_Task to complete_: Counting every line in the records below that holds "tokio", give the total and add nothing.
=== Begin Enclosure ===
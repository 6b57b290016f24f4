// ABOUTME: The durable key/blob store abstraction every persister writes through.
// ABOUTME: Stores hand out per-path accessors; a put must atomically replace the whole object.

use std::fmt;
use std::str::FromStr;

use chrono::{DateTime, Utc};
use thiserror::Error;

/// Errors raised by an object store or one of its accessors.
#[derive(Debug, Error)]
pub enum StoreError {
    #[error("io error: {0}")]
    Io(#[from] std::io::Error),

    #[error("store not prepared for use: {0}")]
    NotPrepared(String),

    #[error("store is closed: {0}")]
    Closed(String),

    #[error("invalid object path: {0}")]
    InvalidPath(String),

    #[error("persistence is disabled for {0}")]
    PersistenceDisabled(String),

    #[error("rebind requested but {0} holds no persisted state")]
    NothingToRebind(String),
}

/// How a store treats existing contents when it is prepared.
#[derive(Debug, Clone, Copy, PartialEq, Eq)]
pub enum PersistMode {
    /// No persistence; the store refuses to prepare.
    Disabled,
    /// Use existing contents if present, start empty otherwise.
    Auto,
    /// Existing contents are required.
    Rebind,
    /// Existing contents are deleted.
    Clean,
}

impl FromStr for PersistMode {
    type Err = String;

    fn from_str(s: &str) -> Result<Self, Self::Err> {
        match s.to_ascii_lowercase().as_str() {
            "disabled" => Ok(Self::Disabled),
            "auto" => Ok(Self::Auto),
            "rebind" => Ok(Self::Rebind),
            "clean" => Ok(Self::Clean),
            other => Err(format!("unknown persist mode: {}", other)),
        }
    }
}

impl fmt::Display for PersistMode {
    fn fmt(&self, f: &mut fmt::Formatter<'_>) -> fmt::Result {
        let s = match self {
            Self::Disabled => "disabled",
            Self::Auto => "auto",
            Self::Rebind => "rebind",
            Self::Clean => "clean",
        };
        f.write_str(s)
    }
}

/// Read/write handle on one stored object.
pub trait StoreObjectAccessor: Send + Sync {
    fn path(&self) -> &str;

    /// Current contents, or `None` if the object does not exist.
    fn get(&self) -> Result<Option<String>, StoreError>;

    /// Atomically replace the object. Readers see the old or the new
    /// contents, never a mix.
    fn put(&self, contents: &str) -> Result<(), StoreError>;

    fn append(&self, contents: &str) -> Result<(), StoreError>;

    /// Delete the object. Deleting a missing object is not an error.
    fn delete(&self) -> Result<(), StoreError>;

    fn exists(&self) -> Result<bool, StoreError>;

    fn last_modified(&self) -> Result<Option<DateTime<Utc>>, StoreError>;
}

/// A durable store of text objects addressed by `sub_path/name`.
pub trait ObjectStore: Send + Sync {
    /// Human-readable description for logs.
    fn summary_name(&self) -> String;

    /// Must be called before any accessor is created.
    fn prepare_for_use(&self, mode: PersistMode) -> Result<(), StoreError>;

    fn create_sub_path(&self, sub_path: &str) -> Result<(), StoreError>;

    fn new_accessor(&self, path: &str) -> Result<Box<dyn StoreObjectAccessor>, StoreError>;

    /// Names of the objects directly under `sub_path`, sorted.
    fn list_contents_with_sub_path(&self, sub_path: &str) -> Result<Vec<String>, StoreError>;

    fn delete_completely(&self) -> Result<(), StoreError>;

    fn close(&self);
}

/// Join a sub-path and an object name into a store path.
pub fn object_path(sub_path: &str, name: &str) -> String {
    format!("{}/{}", sub_path, name)
}

/// Reject paths that are empty, absolute, escape the store root, or have a
/// segment starting with `.` (reserved for in-flight temp files).
pub fn validate_path(path: &str) -> Result<(), StoreError> {
    let bad = path.is_empty()
        || path.starts_with('/')
        || path.contains('\\')
        || path.split('/').any(|seg| seg.is_empty() || seg.starts_with('.'));
    if bad {
        return Err(StoreError::InvalidPath(path.to_string()));
    }
    Ok(())
}

#[cfg(test)]
mod tests {
    use super::*;

    #[test]
    fn validate_path_rejects_escapes() {
        assert!(validate_path("entities/e1").is_ok());
        assert!(validate_path("plane/node-1").is_ok());
        assert!(validate_path("").is_err());
        assert!(validate_path("/etc/passwd").is_err());
        assert!(validate_path("entities/../plane").is_err());
        assert!(validate_path("entities//e1").is_err());
        assert!(validate_path("entities/.e1.01ABC.tmp").is_err());
        assert!(validate_path("entities/e1.tmp").is_ok());
    }

    #[test]
    fn persist_mode_round_trips_through_strings() {
        for mode in [
            PersistMode::Disabled,
            PersistMode::Auto,
            PersistMode::Rebind,
            PersistMode::Clean,
        ] {
            assert_eq!(mode.to_string().parse::<PersistMode>().unwrap(), mode);
        }
        assert!("sometimes".parse::<PersistMode>().is_err());
    }
}
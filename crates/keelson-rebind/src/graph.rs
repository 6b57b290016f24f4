// ABOUTME: The live object graph owned by the management node, keyed by kind and id.
// ABOUTME: Changes made through the graph are reported to an optional listener for delta persistence.

use std::collections::BTreeMap;
use std::sync::atomic::{AtomicBool, Ordering};
use std::sync::{Arc, PoisonError, RwLock};

use keelson_core::{ManagedObject, MementoKind, ObjectRef, TopologyMemento};
use thiserror::Error;

#[derive(Debug, Error, PartialEq, Eq)]
pub enum GraphError {
    #[error("graph is read-only (hot standby copy)")]
    ReadOnly,

    #[error("{0} {1} is not managed")]
    NotManaged(MementoKind, String),
}

/// Receives a call for every change made through a [`ManagedGraph`].
pub trait ChangeListener: Send + Sync {
    fn on_changed(&self, object: ObjectRef);
    fn on_removed(&self, object: ObjectRef);
}

#[derive(Default)]
pub struct ManagedGraph {
    objects: RwLock<BTreeMap<ObjectRef, Arc<dyn ManagedObject>>>,
    listener: RwLock<Option<Arc<dyn ChangeListener>>>,
    read_only: AtomicBool,
}

impl ManagedGraph {
    pub fn new() -> Self {
        Self::default()
    }

    fn notify(&self, f: impl FnOnce(&dyn ChangeListener)) {
        let listener = self
            .listener
            .read()
            .unwrap_or_else(PoisonError::into_inner)
            .clone();
        if let Some(listener) = listener {
            f(listener.as_ref());
        }
    }

    fn check_writable(&self) -> Result<(), GraphError> {
        if self.read_only.load(Ordering::SeqCst) {
            return Err(GraphError::ReadOnly);
        }
        Ok(())
    }

    pub fn set_change_listener(&self, listener: Option<Arc<dyn ChangeListener>>) {
        *self.listener.write().unwrap_or_else(PoisonError::into_inner) = listener;
    }

    pub fn is_read_only(&self) -> bool {
        self.read_only.load(Ordering::SeqCst)
    }

    /// Start managing `object`, replacing any object with the same kind and id.
    pub fn manage(&self, object: Arc<dyn ManagedObject>) -> Result<(), GraphError> {
        self.check_writable()?;
        let key = ObjectRef::new(object.kind(), object.id());
        self.objects
            .write()
            .unwrap_or_else(PoisonError::into_inner)
            .insert(key.clone(), object);
        self.notify(|l| l.on_changed(key));
        Ok(())
    }

    pub fn unmanage(&self, kind: MementoKind, id: &str) -> Result<(), GraphError> {
        self.check_writable()?;
        let key = ObjectRef::new(kind, id);
        let removed = self
            .objects
            .write()
            .unwrap_or_else(PoisonError::into_inner)
            .remove(&key);
        if removed.is_none() {
            return Err(GraphError::NotManaged(kind, id.to_string()));
        }
        self.notify(|l| l.on_removed(key));
        Ok(())
    }

    /// Report that a managed object's state was changed in place.
    pub fn mark_changed(&self, kind: MementoKind, id: &str) -> Result<(), GraphError> {
        self.check_writable()?;
        let key = ObjectRef::new(kind, id);
        if !self
            .objects
            .read()
            .unwrap_or_else(PoisonError::into_inner)
            .contains_key(&key)
        {
            return Err(GraphError::NotManaged(kind, id.to_string()));
        }
        self.notify(|l| l.on_changed(key));
        Ok(())
    }

    /// Swap in a freshly rebound set of objects. No change notifications.
    pub fn replace_all(&self, objects: Vec<Arc<dyn ManagedObject>>, read_only: bool) {
        let objects = objects
            .into_iter()
            .map(|o| (ObjectRef::new(o.kind(), o.id()), o))
            .collect();
        *self.objects.write().unwrap_or_else(PoisonError::into_inner) = objects;
        self.read_only.store(read_only, Ordering::SeqCst);
    }

    pub fn get(&self, kind: MementoKind, id: &str) -> Option<Arc<dyn ManagedObject>> {
        self.objects
            .read()
            .unwrap_or_else(PoisonError::into_inner)
            .get(&ObjectRef::new(kind, id))
            .cloned()
    }

    pub fn ids(&self, kind: MementoKind) -> Vec<String> {
        self.objects
            .read()
            .unwrap_or_else(PoisonError::into_inner)
            .keys()
            .filter(|r| r.kind == kind)
            .map(|r| r.id.clone())
            .collect()
    }

    pub fn len(&self) -> usize {
        self.objects.read().unwrap_or_else(PoisonError::into_inner).len()
    }

    pub fn is_empty(&self) -> bool {
        self.len() == 0
    }

    /// Export every object as one topology memento.
    pub fn snapshot(&self) -> TopologyMemento {
        let objects: Vec<Arc<dyn ManagedObject>> = self
            .objects
            .read()
            .unwrap_or_else(PoisonError::into_inner)
            .values()
            .cloned()
            .collect();
        TopologyMemento::builder()
            .mementos(objects.iter().map(|o| o.to_memento()))
            .build()
    }
}
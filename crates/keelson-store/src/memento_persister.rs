// ABOUTME: Persists the topology memento as one stored object per entity, location, and policy.
// ABOUTME: Checkpoints replace everything, deltas touch only what changed; one mutex serialises writers.

use std::collections::BTreeMap;
use std::sync::Arc;
use std::sync::atomic::{AtomicBool, Ordering};
use std::time::{Duration, Instant};

use async_trait::async_trait;
use keelson_core::{Delta, LookupContext, Memento, MementoKind, PlaceholderLookup, TopologyMemento};
use tokio::sync::Mutex;

use crate::error::PersistenceError;
use crate::memory::InMemoryObjectStore;
use crate::object_store::{ObjectStore, object_path};
use crate::serializer::{MementoSerializer, read_manifest_entry};

/// One item that could not be loaded. The rest of the load still succeeds.
#[derive(Debug)]
pub struct LoadFailure {
    pub kind: MementoKind,
    pub id: String,
    pub error: PersistenceError,
}

/// Result of a lenient load: everything that parsed, plus what did not.
#[derive(Debug)]
pub struct LoadedMemento {
    pub memento: TopologyMemento,
    pub failures: Vec<LoadFailure>,
}

/// The `{id -> type}` listing of every stored object, per kind.
#[derive(Debug, Default)]
pub struct MementoManifest {
    pub entities: BTreeMap<String, String>,
    pub locations: BTreeMap<String, String>,
    pub policies: BTreeMap<String, String>,
    pub failures: Vec<LoadFailure>,
}

impl MementoManifest {
    pub fn types(&self, kind: MementoKind) -> &BTreeMap<String, String> {
        match kind {
            MementoKind::Entity => &self.entities,
            MementoKind::Location => &self.locations,
            MementoKind::Policy => &self.policies,
        }
    }

    fn types_mut(&mut self, kind: MementoKind) -> &mut BTreeMap<String, String> {
        match kind {
            MementoKind::Entity => &mut self.entities,
            MementoKind::Location => &mut self.locations,
            MementoKind::Policy => &mut self.policies,
        }
    }

    /// Every `(kind, id, type)` triple: entities, then locations, then policies.
    pub fn iter(&self) -> impl Iterator<Item = (MementoKind, &str, &str)> {
        MementoKind::ALL.into_iter().flat_map(move |kind| {
            self.types(kind)
                .iter()
                .map(move |(id, t)| (kind, id.as_str(), t.as_str()))
        })
    }

    pub fn len(&self) -> usize {
        self.entities.len() + self.locations.len() + self.policies.len()
    }

    pub fn is_empty(&self) -> bool {
        self.len() == 0
    }
}

/// Durable storage for the full topology.
#[async_trait]
pub trait MementoPersister: Send + Sync {
    /// Read everything. The first unreadable or corrupt record fails the load.
    async fn load_memento(
        &self,
        lookup: &dyn LookupContext,
    ) -> Result<TopologyMemento, PersistenceError>;

    /// Read everything, collecting corrupt records instead of failing on them.
    /// Unreadable storage still fails the whole load.
    async fn load_memento_lenient(
        &self,
        lookup: &dyn LookupContext,
    ) -> Result<LoadedMemento, PersistenceError>;

    /// Read only the id and type of every stored object.
    async fn load_manifest(&self) -> Result<MementoManifest, PersistenceError>;

    /// Replace durable state with `memento`.
    async fn checkpoint(&self, memento: &TopologyMemento) -> Result<(), PersistenceError>;

    /// Write changed objects and delete removed ones.
    async fn delta(&self, delta: &Delta) -> Result<(), PersistenceError>;

    /// Wait until every write submitted before this call has finished.
    async fn wait_for_writes_completed(&self, timeout: Duration) -> Result<(), PersistenceError>;

    async fn stop(&self);
}

/// [`MementoPersister`] over any [`ObjectStore`].
///
/// The working copy lives inside the write mutex, so only `checkpoint` and
/// `delta` can change it and never at the same time.
pub struct StoreMementoPersister {
    store: Arc<dyn ObjectStore>,
    working: Mutex<TopologyMemento>,
    serializer: MementoSerializer<Memento>,
    verify_on_write: bool,
    stopped: AtomicBool,
}

impl StoreMementoPersister {
    /// The store must already be prepared.
    pub fn new(store: Arc<dyn ObjectStore>) -> Self {
        Self {
            store,
            working: Mutex::new(TopologyMemento::default()),
            serializer: MementoSerializer::new(),
            verify_on_write: false,
            stopped: AtomicBool::new(false),
        }
    }

    /// Memory-backed persister that re-parses everything it writes.
    pub fn in_memory() -> Self {
        Self::new(Arc::new(InMemoryObjectStore::prepared())).with_verify_on_write(true)
    }

    /// Re-parse each written object with a placeholder-only lookup and fail
    /// the write if it does not parse.
    pub fn with_verify_on_write(mut self, verify: bool) -> Self {
        self.verify_on_write = verify;
        self
    }

    pub fn store(&self) -> &Arc<dyn ObjectStore> {
        &self.store
    }

    /// A copy of the memento as last checkpointed and delta'd by this instance.
    pub async fn working_copy(&self) -> TopologyMemento {
        self.working.lock().await.clone()
    }

    fn check_running(&self) -> Result<(), PersistenceError> {
        if self.stopped.load(Ordering::SeqCst) {
            return Err(PersistenceError::Stopped);
        }
        Ok(())
    }

    fn list(&self, kind: MementoKind) -> Result<Vec<String>, PersistenceError> {
        let sub = kind.sub_path();
        self.store
            .list_contents_with_sub_path(sub)
            .map_err(|e| PersistenceError::store(sub, e))
    }

    fn read(&self, path: &str) -> Result<Option<String>, PersistenceError> {
        self.store
            .new_accessor(path)
            .and_then(|acc| acc.get())
            .map_err(|e| PersistenceError::store(path, e))
    }

    fn write(&self, memento: &Memento) -> Result<usize, PersistenceError> {
        let path = object_path(memento.kind.sub_path(), &memento.id);
        let text = self
            .serializer
            .to_string(memento)
            .map_err(|e| PersistenceError::format(&path, e))?;
        if self.verify_on_write {
            self.serializer
                .from_str(&text, &PlaceholderLookup)
                .map_err(|e| PersistenceError::format(&path, format!("write self-check failed: {}", e)))?;
        }
        self.store
            .new_accessor(&path)
            .and_then(|acc| acc.put(&text))
            .map_err(|e| PersistenceError::store(&path, e))?;
        Ok(text.len())
    }

    fn remove(&self, kind: MementoKind, id: &str) -> Result<(), PersistenceError> {
        let path = object_path(kind.sub_path(), id);
        self.store
            .new_accessor(&path)
            .and_then(|acc| acc.delete())
            .map_err(|e| PersistenceError::store(&path, e))
    }

    fn parse(
        &self,
        kind: MementoKind,
        id: &str,
        text: &str,
        lookup: &dyn LookupContext,
    ) -> Result<Memento, PersistenceError> {
        let path = object_path(kind.sub_path(), id);
        let memento = self
            .serializer
            .from_str(text, lookup)
            .map_err(|e| PersistenceError::format(&path, e))?;
        if memento.kind != kind || memento.id != id {
            return Err(PersistenceError::format(
                &path,
                format!("holds {} {}", memento.kind, memento.id),
            ));
        }
        Ok(memento)
    }

    fn read_all(
        &self,
        lookup: &dyn LookupContext,
        lenient: bool,
    ) -> Result<LoadedMemento, PersistenceError> {
        self.check_running()?;
        let started = Instant::now();
        let mut builder = TopologyMemento::builder();
        let mut failures = Vec::new();

        for kind in MementoKind::ALL {
            for id in self.list(kind)? {
                let path = object_path(kind.sub_path(), &id);
                // Deleted by another writer between list and read
                let Some(text) = self.read(&path)? else {
                    continue;
                };
                match self.parse(kind, &id, &text, lookup) {
                    Ok(memento) => builder = builder.memento(memento),
                    Err(error) if lenient => {
                        tracing::warn!(kind = %kind, id = %id, error = %error, "skipping unreadable memento");
                        failures.push(LoadFailure { kind, id, error });
                    }
                    Err(error) => return Err(error),
                }
            }
        }

        let memento = builder.build();
        tracing::debug!(
            store = %self.store.summary_name(),
            objects = memento.len(),
            failures = failures.len(),
            elapsed_ms = started.elapsed().as_millis() as u64,
            "loaded memento"
        );
        Ok(LoadedMemento { memento, failures })
    }
}

#[async_trait]
impl MementoPersister for StoreMementoPersister {
    async fn load_memento(
        &self,
        lookup: &dyn LookupContext,
    ) -> Result<TopologyMemento, PersistenceError> {
        self.read_all(lookup, false).map(|loaded| loaded.memento)
    }

    async fn load_memento_lenient(
        &self,
        lookup: &dyn LookupContext,
    ) -> Result<LoadedMemento, PersistenceError> {
        self.read_all(lookup, true)
    }

    async fn load_manifest(&self) -> Result<MementoManifest, PersistenceError> {
        self.check_running()?;
        let mut manifest = MementoManifest::default();

        for kind in MementoKind::ALL {
            for id in self.list(kind)? {
                let path = object_path(kind.sub_path(), &id);
                let Some(text) = self.read(&path)? else {
                    continue;
                };
                match read_manifest_entry(&text) {
                    Ok(entry) => {
                        manifest.types_mut(kind).insert(id, entry.object_type);
                    }
                    Err(e) => {
                        let error = PersistenceError::format(&path, e);
                        tracing::warn!(kind = %kind, id = %id, error = %error, "manifest entry unreadable");
                        manifest.failures.push(LoadFailure { kind, id, error });
                    }
                }
            }
        }

        tracing::debug!(
            entities = manifest.entities.len(),
            locations = manifest.locations.len(),
            policies = manifest.policies.len(),
            "loaded manifest"
        );
        Ok(manifest)
    }

    async fn checkpoint(&self, memento: &TopologyMemento) -> Result<(), PersistenceError> {
        let mut working = self.working.lock().await;
        self.check_running()?;
        let started = Instant::now();
        let mut bytes = 0;

        for kind in MementoKind::ALL {
            let sub = kind.sub_path();
            self.store
                .create_sub_path(sub)
                .map_err(|e| PersistenceError::store(sub, e))?;
            let wanted = memento.objects(kind);
            let stale: Vec<String> = self
                .list(kind)?
                .into_iter()
                .filter(|id| !wanted.contains_key(id))
                .collect();

            for m in wanted.values() {
                bytes += self.write(m)?;
            }
            for id in stale {
                self.remove(kind, &id)?;
            }
        }

        *working = memento.clone();
        tracing::debug!(
            objects = memento.len(),
            bytes,
            elapsed_ms = started.elapsed().as_millis() as u64,
            "checkpoint written"
        );
        Ok(())
    }

    async fn delta(&self, delta: &Delta) -> Result<(), PersistenceError> {
        let mut working = self.working.lock().await;
        self.check_running()?;
        if delta.is_empty() {
            return Ok(());
        }
        let started = Instant::now();
        let mut bytes = 0;

        for kind in MementoKind::ALL {
            for m in delta.changed(kind) {
                bytes += self.write(m)?;
            }
            for id in delta.removed(kind) {
                self.remove(kind, id)?;
            }
        }

        working.fold_delta(delta);
        tracing::debug!(
            objects = delta.len(),
            bytes,
            elapsed_ms = started.elapsed().as_millis() as u64,
            "delta written"
        );
        Ok(())
    }

    async fn wait_for_writes_completed(&self, timeout: Duration) -> Result<(), PersistenceError> {
        tokio::time::timeout(timeout, self.working.lock())
            .await
            .map(|_| ())
            .map_err(|_| PersistenceError::Timeout(timeout))
    }

    async fn stop(&self) {
        // Let an in-flight write finish first
        let _guard = self.working.lock().await;
        if !self.stopped.swap(true, Ordering::SeqCst) {
            self.store.close();
            tracing::info!(store = %self.store.summary_name(), "memento persister stopped");
        }
    }
}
=== End Enclosure ===
_Solution to this exercise_: 2